UNE SOURICIÈRE AU DIX-SEPTIÈME SIÈCLE.


lettrine L’invention de la souricière ne date pas de nos jours ; dès que les sociétés, en se formant, eurent inventé une police quelconque, cette police, à son tour inventa les souricières.

Comme peut-être nos lecteurs ne sont pas familiarisés encore avec l’argot de la rue de Jérusalem, et que c’est depuis que nous écrivons, et il y a quelque quinze ans de cela, la première fois que nous employons ce mot appliqué à cette chose, expliquons-leur ce que c’est qu’une souricière.

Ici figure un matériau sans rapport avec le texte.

use std::collections::BTreeSet;
use std::fs;
use std::path::{Path, PathBuf};

use regex::Regex;
use serde_json::{Map, Value};
use stackaudit_model::{codes, Tier};

use crate::schema::AuditPolicy;

pub const POLICY_FILE_NAME: &str = "stackaudit.toml";

#[derive(Debug, Clone, PartialEq, Eq)]
pub struct PolicyValidationError(pub String);

impl std::fmt::Display for PolicyValidationError {
    fn fmt(&self, f: &mut std::fmt::Formatter<'_>) -> std::fmt::Result {
        write!(f, "{}", self.0)
    }
}

impl std::error::Error for PolicyValidationError {}

#[must_use]
pub fn policy_config_path(root: &Path) -> PathBuf {
    root.join(POLICY_FILE_NAME)
}

/// Loads `explicit` when given (it must exist), otherwise the optional
/// `stackaudit.toml` under `root`, falling back to defaults.
pub fn load_policy(root: &Path, explicit: Option<&Path>) -> Result<AuditPolicy, PolicyValidationError> {
    let path = match explicit {
        Some(path) if path.is_absolute() => path.to_path_buf(),
        Some(path) => root.join(path),
        None => {
            let default_path = policy_config_path(root);
            if !default_path.exists() {
                return Ok(AuditPolicy::default());
            }
            default_path
        }
    };
    let text = fs::read_to_string(&path).map_err(|e| {
        PolicyValidationError(format!("read config {} failed: {e}", path.display()))
    })?;
    parse_policy(&text)
        .map_err(|e| PolicyValidationError(format!("{}: {}", path.display(), e.0)))
}

pub fn parse_policy(text: &str) -> Result<AuditPolicy, PolicyValidationError> {
    let policy: AuditPolicy = toml::from_str(text)
        .map_err(|e| PolicyValidationError(format!("parse config failed: {e}")))?;
    let errors = validate_policy(&policy);
    if errors.is_empty() {
        Ok(policy)
    } else {
        Err(PolicyValidationError(errors.join("; ")))
    }
}

fn root_is_relative_and_clean(root: &str) -> bool {
    !root.is_empty()
        && !root.starts_with('/')
        && root
            .split('/')
            .all(|seg| !seg.is_empty() && seg != "." && seg != "..")
}

pub fn validate_policy(policy: &AuditPolicy) -> Vec<String> {
    let mut errors = Vec::new();

    if policy.registry.trim().is_empty() {
        errors.push("registry must not be empty".to_string());
    }
    if policy.manifest_names.is_empty() {
        errors.push("manifest_names must list at least one file name".to_string());
    }
    for name in &policy.manifest_names {
        if name.trim().is_empty() || name.contains('/') {
            errors.push(format!("manifest name `{name}` must be a bare file name"));
        }
    }
    if policy.workers == 0 || policy.workers > 64 {
        errors.push(format!("workers must be within 1..=64, got {}", policy.workers));
    }
    if policy.external_timeout_seconds == 0 {
        errors.push("external_timeout_seconds must be > 0".to_string());
    }
    if policy.image_label.trim().is_empty() {
        errors.push("image_label must not be empty".to_string());
    }

    for (field, pattern) in [
        ("naming.service_pattern", &policy.naming.service_pattern),
        ("naming.codename_pattern", &policy.naming.codename_pattern),
    ] {
        if let Err(err) = Regex::new(pattern) {
            errors.push(format!("{field} does not compile: {err}"));
        }
    }

    let mut roots = BTreeSet::new();
    for tier in Tier::ALL {
        let root = policy.tiers.rule(tier).root.trim_end_matches('/');
        if !root_is_relative_and_clean(root) {
            errors.push(format!(
                "tiers.{tier}.root `{root}` must be a clean relative path"
            ));
        }
        if !roots.insert(root.to_string()) {
            errors.push(format!("tiers.{tier}.root `{root}` is shared with another tier"));
        }
    }
    let roots = roots.into_iter().collect::<Vec<_>>();
    for outer in &roots {
        for inner in &roots {
            if outer != inner && inner.starts_with(&format!("{outer}/")) {
                errors.push(format!("tier root `{inner}` is nested inside `{outer}`"));
            }
        }
    }

    for code in policy.severity.keys() {
        if !codes::ALL.contains(&code.as_str()) {
            errors.push(format!("severity override for unknown finding code `{code}`"));
        }
    }

    errors
}

pub fn canonical_policy_json(policy: &AuditPolicy) -> Result<String, PolicyValidationError> {
    let value = serde_json::to_value(policy)
        .map_err(|e| PolicyValidationError(format!("encode config failed: {e}")))?;
    let normalized = normalize_json(value);
    serde_json::to_string_pretty(&normalized)
        .map_err(|e| PolicyValidationError(format!("print config failed: {e}")))
}

fn normalize_json(value: Value) -> Value {
    match value {
        Value::Object(map) => {
            let mut entries: Vec<(String, Value)> = map
                .into_iter()
                .map(|(k, v)| (k, normalize_json(v)))
                .collect();
            entries.sort_by(|a, b| a.0.cmp(&b.0));
            let mut out = Map::new();
            for (k, v) in entries {
                out.insert(k, v);
            }
            Value::Object(out)
        }
        Value::Array(items) => Value::Array(items.into_iter().map(normalize_json).collect()),
        other => other,
    }
}

#[cfg(test)]
mod tests {
    use super::*;
    use crate::schema::LeafRule;
    use stackaudit_model::Severity;

    #[test]
    fn empty_document_yields_defaults() {
        let policy = parse_policy("").expect("defaults");
        assert_eq!(policy, AuditPolicy::default());
        assert_eq!(policy.tiers.rule(Tier::Application).root, "services");
    }

    #[test]
    fn partial_document_keeps_other_defaults() {
        let policy = parse_policy(
            r#"
schema_version = 1
workers = 2

[tiers.plugin]
root = "extensions"
leaf = "codename"

[severity]
DRIFT_ORPHAN_DIRECTORY = "LOW"
"#,
        )
        .expect("policy");
        assert_eq!(policy.workers, 2);
        assert_eq!(policy.tiers.plugin.root, "extensions");
        assert_eq!(policy.tiers.plugin.leaf, LeafRule::Codename);
        assert_eq!(policy.tiers.core.root, "core");
        assert_eq!(
            policy.severity.get(codes::ORPHAN_DIRECTORY),
            Some(&Severity::Low)
        );
    }

    #[test]
    fn rejects_unknown_fields_and_versions() {
        assert!(parse_policy("unknown = true").is_err());
        assert!(parse_policy("schema_version = 2").is_err());
    }

    #[test]
    fn validation_reports_every_problem() {
        let mut policy = AuditPolicy::default();
        policy.workers = 0;
        policy.manifest_names = vec!["docker/Dockerfile".to_string()];
        policy.tiers.plugin.root = "services/plugins".to_string();
        policy.naming.codename_pattern = "([".to_string();
        policy
            .severity
            .insert("NOT_A_CODE".to_string(), Severity::High);
        let errors = validate_policy(&policy);
        assert_eq!(errors.len(), 5, "{errors:?}");
    }

    #[test]
    fn canonical_json_is_sorted() {
        let text = canonical_policy_json(&AuditPolicy::default()).expect("json");
        let external = text.find("\"external_timeout_seconds\"").expect("key");
        let workers = text.find("\"workers\"").expect("key");
        assert!(external < workers);
    }
}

Quand, dans une maison, quelle qu’elle soit, on a arrêté un individu soupçonné d’un crime quelconque, on tient secrète l’arrestation ; on place quatre ou cinq hommes en embuscade dans la première pièce ; on ouvre à tous ceux qui frappent, on la referme sur eux et on les arrête ; de cette façon, au bout de deux ou trois jours on tient à peu près tous les familiers de l’établissement.

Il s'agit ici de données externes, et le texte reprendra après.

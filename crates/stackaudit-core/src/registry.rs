// SPDX-License-Identifier: Apache-2.0

//! Service registry loading. Rows are evaluated independently: a bad row
//! becomes a `MalformedRegistryEntry` and never hides the rows after it.

use std::collections::BTreeMap;
use std::path::Path;

use regex::Regex;
use stackaudit_model::{ImageRef, MalformedRegistryEntry, ServiceRecord, Tier};
use stackaudit_policies::{AuditPolicy, LeafRule, TierRules};

use crate::error::AuditError;
use crate::ports::Fs;

const REQUIRED_FIELDS: [&str; 4] = ["name", "tier", "path", "image"];
const KNOWN_FIELDS: [&str; 5] = ["name", "codename", "tier", "path", "image"];

#[derive(Debug, Clone, Default, PartialEq, Eq)]
pub struct RegistryLoad {
    pub records: Vec<ServiceRecord>,
    pub errors: Vec<MalformedRegistryEntry>,
}

#[derive(Debug)]
struct RawRow {
    row: usize,
    line: Option<u32>,
    raw: String,
    fields: Result<BTreeMap<String, String>, String>,
}

struct NamingRules {
    service: Regex,
    codename: Regex,
}

impl NamingRules {
    fn compile(policy: &AuditPolicy) -> Result<Self, AuditError> {
        let compile = |field: &str, pattern: &str| {
            Regex::new(pattern).map_err(|err| AuditError::PolicyInvalid {
                detail: format!("naming.{field} `{pattern}` does not compile: {err}"),
            })
        };
        Ok(Self {
            service: compile("service_pattern", &policy.naming.service_pattern)?,
            codename: compile("codename_pattern", &policy.naming.codename_pattern)?,
        })
    }
}

pub fn load_registry(
    fs: &dyn Fs,
    repo_root: &Path,
    registry: &str,
    policy: &AuditPolicy,
) -> Result<RegistryLoad, AuditError> {
    let text = fs
        .read_text(repo_root, Path::new(registry))
        .map_err(|err| AuditError::RegistryUnreadable {
            path: registry.to_string(),
            detail: err.to_string(),
        })?;
    parse_registry_document(registry, &text, policy)
}

/// Parses a registry document. `.md` files are read as a pipe table, every
/// other extension as TOML.
pub fn parse_registry_document(
    path: &str,
    text: &str,
    policy: &AuditPolicy,
) -> Result<RegistryLoad, AuditError> {
    let rules = NamingRules::compile(policy)?;
    let rows = if path.ends_with(".md") {
        markdown_rows(text).ok_or_else(|| AuditError::RegistryUnreadable {
            path: path.to_string(),
            detail: format!(
                "no markdown table with columns {}",
                REQUIRED_FIELDS.join(", ")
            ),
        })?
    } else {
        toml_rows(text).map_err(|detail| AuditError::RegistryUnreadable {
            path: path.to_string(),
            detail,
        })?
    };

    let mut load = RegistryLoad::default();
    let mut names = BTreeMap::<String, usize>::new();
    let mut paths = BTreeMap::<String, String>::new();
    let mut images = BTreeMap::<String, String>::new();
    for row in rows {
        let record = row
            .fields
            .clone()
            .and_then(|fields| validate_row(row.row, &fields, &rules, &policy.tiers));
        let record = record.and_then(|record| {
            if let Some(first) = names.get(&record.name) {
                return Err(format!(
                    "duplicate service name `{}` (first declared on row {first})",
                    record.name
                ));
            }
            if let Some(owner) = paths.get(&record.declared_path) {
                return Err(format!(
                    "declared path `{}` is already owned by `{owner}`",
                    record.declared_path
                ));
            }
            if let Some(owner) = images.get(&record.declared_image) {
                return Err(format!(
                    "declared image `{}` is already built by `{owner}`",
                    record.declared_image
                ));
            }
            Ok(record)
        });
        match record {
            Ok(record) => {
                names.insert(record.name.clone(), record.row);
                paths.insert(record.declared_path.clone(), record.name.clone());
                images.insert(record.declared_image.clone(), record.name.clone());
                load.records.push(record);
            }
            Err(reason) => load.errors.push(MalformedRegistryEntry {
                row: row.row,
                name: row
                    .fields
                    .as_ref()
                    .ok()
                    .and_then(|f| f.get("name"))
                    .filter(|n| !n.is_empty())
                    .cloned(),
                line: row.line,
                raw: row.raw,
                reason,
            }),
        }
    }
    Ok(load)
}

fn validate_row(
    row: usize,
    fields: &BTreeMap<String, String>,
    rules: &NamingRules,
    tiers: &TierRules,
) -> Result<ServiceRecord, String> {
    for field in REQUIRED_FIELDS {
        if fields.get(field).is_none_or(|v| v.is_empty()) {
            return Err(format!("missing required field `{field}`"));
        }
    }
    let get = |field: &str| fields.get(field).map(String::as_str).unwrap_or_default();
    let name = get("name");
    if !rules.service.is_match(name) {
        return Err(format!(
            "service name `{name}` does not match `{}`",
            rules.service.as_str()
        ));
    }
    let tier = Tier::parse(get("tier"))?;
    let codename = match get("codename") {
        "" => name,
        codename => codename,
    };
    if !rules.codename.is_match(codename) {
        return Err(format!(
            "codename `{codename}` does not match `{}`",
            rules.codename.as_str()
        ));
    }
    let image = ImageRef::parse(get("image"))?;
    let declared_path = check_declared_path(get("path"), tier, name, codename, tiers)?;
    Ok(ServiceRecord {
        name: name.to_string(),
        codename: codename.to_string(),
        tier,
        declared_path,
        declared_image: image.to_string(),
        row,
    })
}

/// Clean repository-relative form of `raw`: no leading `./`, no trailing
/// `/`, no empty, `.` or `..` segments, not absolute.
pub fn normalize_rel_path(raw: &str) -> Option<String> {
    let trimmed = raw.trim();
    let trimmed = trimmed.strip_prefix("./").unwrap_or(trimmed);
    let trimmed = trimmed.strip_suffix('/').unwrap_or(trimmed);
    if trimmed.is_empty() || trimmed.starts_with('/') || trimmed.contains('\\') {
        return None;
    }
    let clean = trimmed
        .split('/')
        .all(|segment| !segment.is_empty() && segment != "." && segment != "..");
    clean.then(|| trimmed.to_string())
}

/// Maps a declared path onto the tier's path grammar: it must sit under the
/// tier root and its last segment must satisfy the tier's leaf rule.
pub fn check_declared_path(
    raw: &str,
    tier: Tier,
    name: &str,
    codename: &str,
    tiers: &TierRules,
) -> Result<String, String> {
    let path = normalize_rel_path(raw)
        .ok_or_else(|| format!("path `{raw}` is not a clean repository-relative path"))?;
    let rule = tiers.rule(tier);
    let root = rule.root.trim_matches('/');
    let under_root = path
        .strip_prefix(root)
        .and_then(|rest| rest.strip_prefix('/'))
        .is_some_and(|rest| !rest.is_empty());
    if !under_root {
        return Err(format!(
            "path `{path}` is not under `{root}/` required for {tier} services"
        ));
    }
    let leaf = path.rsplit('/').next().unwrap_or(&path);
    match rule.leaf {
        LeafRule::Any => Ok(path),
        LeafRule::Name if leaf == name => Ok(path),
        LeafRule::Codename if leaf == codename => Ok(path),
        LeafRule::Name => Err(format!("path `{path}` must end with service name `{name}`")),
        LeafRule::Codename => Err(format!("path `{path}` must end with codename `{codename}`")),
    }
}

— Voilà ce que c’est qu’une souricière.

On fit donc une souricière de l’appartement de maître Bonacieux, et quiconque y apparut fut pris et interrogé par les gens de M. le cardinal. Il va sans dire que, comme une allée particulière conduisait au premier étage, qu’habitait d’Artagnan, ceux qui venaient chez lui étaient exemptés de toutes visites.

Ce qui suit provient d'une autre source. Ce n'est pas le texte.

// SPDX-License-Identifier: Apache-2.0

use std::fmt;

use stackaudit_policies::PolicyValidationError;

use crate::ports::AdapterError;

/// Conditions that stop a run because its result could not be trusted.
/// Per-row and per-file problems are findings, never `AuditError`s.
#[derive(Debug, Clone, PartialEq, Eq)]
pub enum AuditError {
    RegistryUnreadable { path: String, detail: String },
    PolicyInvalid { detail: String },
    CyclicDependency { nodes: Vec<String> },
    ExternalToolFailure { tool: String, detail: String },
    Render { detail: String },
    Adapter(AdapterError),
}

impl AuditError {
    pub fn code(&self) -> &'static str {
        match self {
            Self::RegistryUnreadable { .. } => "REGISTRY_UNREADABLE",
            Self::PolicyInvalid { .. } => "POLICY_INVALID",
            Self::CyclicDependency { .. } => "CYCLIC_DEPENDENCY",
            Self::ExternalToolFailure { .. } => "EXTERNAL_TOOL_FAILURE",
            Self::Render { .. } => "RENDER_FAILURE",
            Self::Adapter(_) => "ADAPTER_FAILURE",
        }
    }
}

impl fmt::Display for AuditError {
    fn fmt(&self, f: &mut fmt::Formatter<'_>) -> fmt::Result {
        match self {
            Self::RegistryUnreadable { path, detail } => {
                write!(f, "registry {path} cannot be read: {detail}")
            }
            Self::PolicyInvalid { detail } => write!(f, "invalid configuration: {detail}"),
            Self::CyclicDependency { nodes } => write!(
                f,
                "dependency graph contains a cycle through: {}",
                nodes.join(", ")
            ),
            Self::ExternalToolFailure { tool, detail } => {
                write!(f, "external tool `{tool}` failed: {detail}")
            }
            Self::Render { detail } => write!(f, "report rendering failed: {detail}"),
            Self::Adapter(err) => write!(f, "{err}"),
        }
    }
}

impl std::error::Error for AuditError {
    fn source(&self) -> Option<&(dyn std::error::Error + 'static)> {
        match self {
            Self::Adapter(err) => Some(err),
            _ => None,
        }
    }
}

impl From<AdapterError> for AuditError {
    fn from(value: AdapterError) -> Self {
        Self::Adapter(value)
    }
}

impl From<PolicyValidationError> for AuditError {
    fn from(value: PolicyValidationError) -> Self {
        Self::PolicyInvalid { detail: value.0 }
    }
}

D’ailleurs, les trois mousquetaires y venaient seuls ; ils s’étaient mis en quête, chacun de son côté, et n’avaient rien trouvé, rien découvert. Athos avait été même jusqu’à questionner M. de Tréville, chose qui, vu le mutisme habituel du digne mousquetaire, avait fort étonné son capitaine. Mais M. de Tréville ne savait rien, sinon que la dernière fois qu’il avait vu le cardinal, le roi et la reine, le cardinal avait l’air fort soucieux, que le roi était inquiet, et que les yeux rouges de la reine indiquaient qu’elle avait veillé ou pleuré. Mais cette dernière circonstance l’avait peu frappé, la reine, depuis son mariage, veillant et pleurant beaucoup.